Чувство тревоги на секунду устроило безумную пляску у меня в голове. Позади нас в противоположном конце станции гермоворота сдерживали Стикс. «Река мёртвых». Но перед тем, как войти в убежище, я глянул поверх себя. Вот она — гордость Площади Мужества! Торец станции, украшенный надписью с величавой пятигранной звездой над ней. В память о тех, кто пал в Великой войне давних. «СЛАВА ГЕРОЯМ ТЕБЯ ЛЕНИНГРАД ОТСТОЯВШИМ».

— Я не понимаю — взгляд долго не останавливался на человеке, стоявшем напротив меня. Оппонент прислонился к миниатюрному шкафу.

— А в чём дело? — Карпов, так и не отлепляясь от шкафа, принялся рыться в карманах пиджака, пока не достал сигару. Облачко дыма тут же заполонило комнату. Как при газовой атаке, придуманной предками в их Первой Великой войне. — Молох, попейте для начала водички, вы устали.

В убежище помимо нас, диггеров, находился мэр со своим личным охранником. Мужика я видел впервые — самый настоящий мордоворот. Такие расхаживали в девяностых в малиновых пиджаках. Будет у нас рэкетиром. Я покорно взялся за воду. Пускай думают, что доверие моё завоевали.
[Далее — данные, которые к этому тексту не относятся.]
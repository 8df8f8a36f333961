//! Directory scanning for WAV files.
//!
//! The engine itself consumes an explicit sequence of resolved paths; this
//! module is the only place that knows how those paths are found.

use std::path::{Path, PathBuf};

use walkdir::WalkDir;

/// Recursively collects files whose extension is `.wav`, case-insensitively.
///
/// Results are sorted for deterministic output.
pub fn wav_files(dir: &Path) -> Vec<PathBuf> {
    let mut files: Vec<_> = WalkDir::new(dir)
        .follow_links(true)
        .into_iter()
        .filter_map(|e| e.ok())
        .filter(|e| e.file_type().is_file())
        .filter(|e| {
            e.path()
                .extension()
                .and_then(|ext| ext.to_str())
                .map(|ext| ext.to_lowercase() == "wav")
                .unwrap_or(false)
        })
        .map(|e| e.path().to_path_buf())
        .collect();
    files.sort();
    files
}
— Коротко. Луначарский пропал — Карпову было не занимать переходить сразу к делу и думать исключительно наперёд. Небось, в свои времена КМС по шахматам заполучил. — Этой ночью ко мне отсюда поступил сигнал. Губернатор, ничего не объясняя, выдвинулся в сторону Площади Ленина. Причина неизвестна. Его сопровождали двое телохранителей. Шли через Питер. Последний сигнал поступил на Лесной, когда те были внутри метро. После Лесной тишина: до Выборгской не добрались. Там они шли уже тоннелями, по городу пройти не вышло — их застал Библиотекарь. Пришлось отступать.

Библиотекарь — ещё одно из чудес света в Петербурге, возникшее после ядерного удара. Поговаривают, что это не был вовсе никакой человек. Издалека, конечно, он походил на живое существо, но вблизи объект представлял собой наваленные друг на друга книги поверх зелёного плаща. Плащ, скорее всего, служил ему кожей, а не одеянием. Руки-книги были сложены на груди, за место пальцев — ленты-закладки. Поэтому издалека Библиотекаря можно было принять за монаха. Лицо — серия из пяти книг: одна плашмя на подбородок с шеей, одна на лоб, одна на нос ребром и две, стоявшие вертикально, заменяли щёки. Лишь уши и глаза настоящие. Тому, кто встречался с Библиотекарем, открывались страшные истины. По слухам, человек узнавал тайну геенны огненной и даже бывал Там. После чего жертва не выдерживала и кончала жизнь самоубийством: обычно путём вырывания своих глаз или утопления в Неве, где на дне их уже поджидал Распутин. То ещё предание. Крепкие же духом навсегда теряли разум и становились овощами, так и не сумев раскрыть завесу Бытия. Как бы не описывали Библиотекаря (откуда вообще берутся слухи?), вообразить его мне представлялось большой трудностью.